A parent’s remarriage can increase or decrease a student’s college financial aid eligibility, and in ways that will differ in the 2023–24 and 2024–25 academic years thanks to changes in the Free Application for Federal Student Aid, better known as the FAFSA.
If you are divorced or widowed but recently remarried — or thinking about getting remarried — money for college could be at stake. The household financial adjustments that come with tying the knot might affect how much the government and colleges will expect you to contribute toward your child’s tuition and fees.
How the FAFSA looks at remarried parents
The federal government and most schools rely on the information your child submits through the FAFSA to decide how much financial aid — loans, grants, and scholarships — your child needs to attend college. The FAFSA is only concerned with the income and assets of the custodial parent’s household. Its definitions of parent and household might not be what you think, however. (Related: Big changes for the FAFSA)

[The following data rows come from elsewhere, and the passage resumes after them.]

//! Word-list (lexicon) loading and spelling utilities.

use crate::dictionary::Dictionary;
use crate::error::Result;
use crate::replabel::pack_replabels;
use std::collections::HashMap;
use std::fs::File;
use std::io::{BufRead, BufReader};
use std::path::Path;

pub const UNK_TOKEN: &str = "<unk>";
pub const BOS_TOKEN: &str = "<s>";
pub const EOS_TOKEN: &str = "</s>";

/// Spelling of a word as a sequence of token strings.
pub type Spelling = Vec<String>;

/// Words with their alternative spellings, in order of first appearance.
#[derive(Clone, Debug, Default)]
pub struct Lexicon {
    words: Vec<(String, Vec<Spelling>)>,
    positions: HashMap<String, usize>,
}

impl Lexicon {
    pub fn new() -> Self {
        Self::default()
    }

    /// Add a spelling for `word`, creating the word if needed.
    pub fn insert(&mut self, word: &str, spelling: Spelling) {
        match self.positions.get(word) {
            Some(&pos) => self.words[pos].1.push(spelling),
            None => {
                self.positions.insert(word.to_string(), self.words.len());
                self.words.push((word.to_string(), vec![spelling]));
            }
        }
    }

    pub fn spellings(&self, word: &str) -> Option<&[Spelling]> {
        self.positions
            .get(word)
            .map(|&pos| self.words[pos].1.as_slice())
    }

    pub fn contains(&self, word: &str) -> bool {
        self.positions.contains_key(word)
    }

    /// Number of distinct words.
    pub fn len(&self) -> usize {
        self.words.len()
    }

    pub fn is_empty(&self) -> bool {
        self.words.is_empty()
    }

    /// Iterate over `(word, spellings)` in insertion order.
    pub fn iter(&self) -> impl Iterator<Item = (&str, &[Spelling])> {
        self.words
            .iter()
            .map(|(word, spellings)| (word.as_str(), spellings.as_slice()))
    }
}

/// Split a word into its characters, e.g. `"abc"` into `["a", "b", "c"]`.
pub fn split_word(word: &str) -> Spelling {
    word.chars().map(String::from).collect()
}

/// Read a word list where each line is `word [token token ...]`.
///
/// A line with only a word is spelled with [`split_word`]. Repeated words
/// collect alternative spellings. At most `max_words` distinct words are read
/// when a limit is given.
pub fn load_words<R: BufRead>(reader: R, max_words: Option<usize>) -> Result<Lexicon> {
    let mut lexicon = Lexicon::new();

    for line in reader.lines() {
        let line = line?;
        let mut fields = line.split_whitespace();

        let Some(word) = fields.next() else {
            continue;
        };

        if let Some(max) = max_words
            && lexicon.len() >= max
            && !lexicon.contains(word)
        {
            break;
        }

        // A bare word is never empty, so neither is its default spelling.
        let mut spelling: Spelling = fields.map(str::to_string).collect();
        if spelling.is_empty() {
            spelling = split_word(word);
        }

        lexicon.insert(word, spelling);
    }

    tracing::debug!(words = lexicon.len(), "lexicon loaded");

    Ok(lexicon)
}

/// Read a word list from a file, see [`load_words`].
pub fn load_words_file(path: impl AsRef<Path>, max_words: Option<usize>) -> Result<Lexicon> {
    let file = File::open(path)?;
    load_words(BufReader::new(file), max_words)
}

/// Build a word dictionary with one entry per lexicon word.
///
/// `<unk>` is added when the lexicon lacks it and becomes the default index.
pub fn create_word_dict(lexicon: &Lexicon) -> Result<Dictionary> {
    let mut dict = Dictionary::new();

    for (word, _) in lexicon.iter() {
        dict.add_entry(word)?;
    }

    let unk = if dict.contains(UNK_TOKEN) {
        dict.index(UNK_TOKEN)?
    } else {
        dict.add_entry(UNK_TOKEN)?
    };
    dict.set_default_index(unk);

    Ok(dict)
}

/// Map a spelling to token indices and pack repeats with count tokens.
pub fn spelling_to_indices<S: AsRef<str>>(
    spelling: &[S],
    token_dict: &Dictionary,
    max_reps: usize,
) -> Result<Vec<usize>> {
    let indices = token_dict.map_entries_to_indices(spelling)?;
    pack_replabels(&indices, token_dict, max_reps)
}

For one, FAFSA does not define “custodial parent” as the parent who has legal custody. For the 2023–24 academic year, it’s the main parent the child lives with.
As of the 2024–25 academic year, the FAFSA definition of “custodial parent” will change because of the FAFSA Simplification Act. Congress passed this act near the end of 2020. It’s being implemented over time, giving parents more time to learn about the changes and plan accordingly.
But the next two years may feel extra rocky. Even though the FAFSA that comes out Oct. 1, 2023, may be easier to fill out because it will allow families to import their tax return data directly from the IRS, the underlying changes could create swings in students’ out-of-pocket college costs.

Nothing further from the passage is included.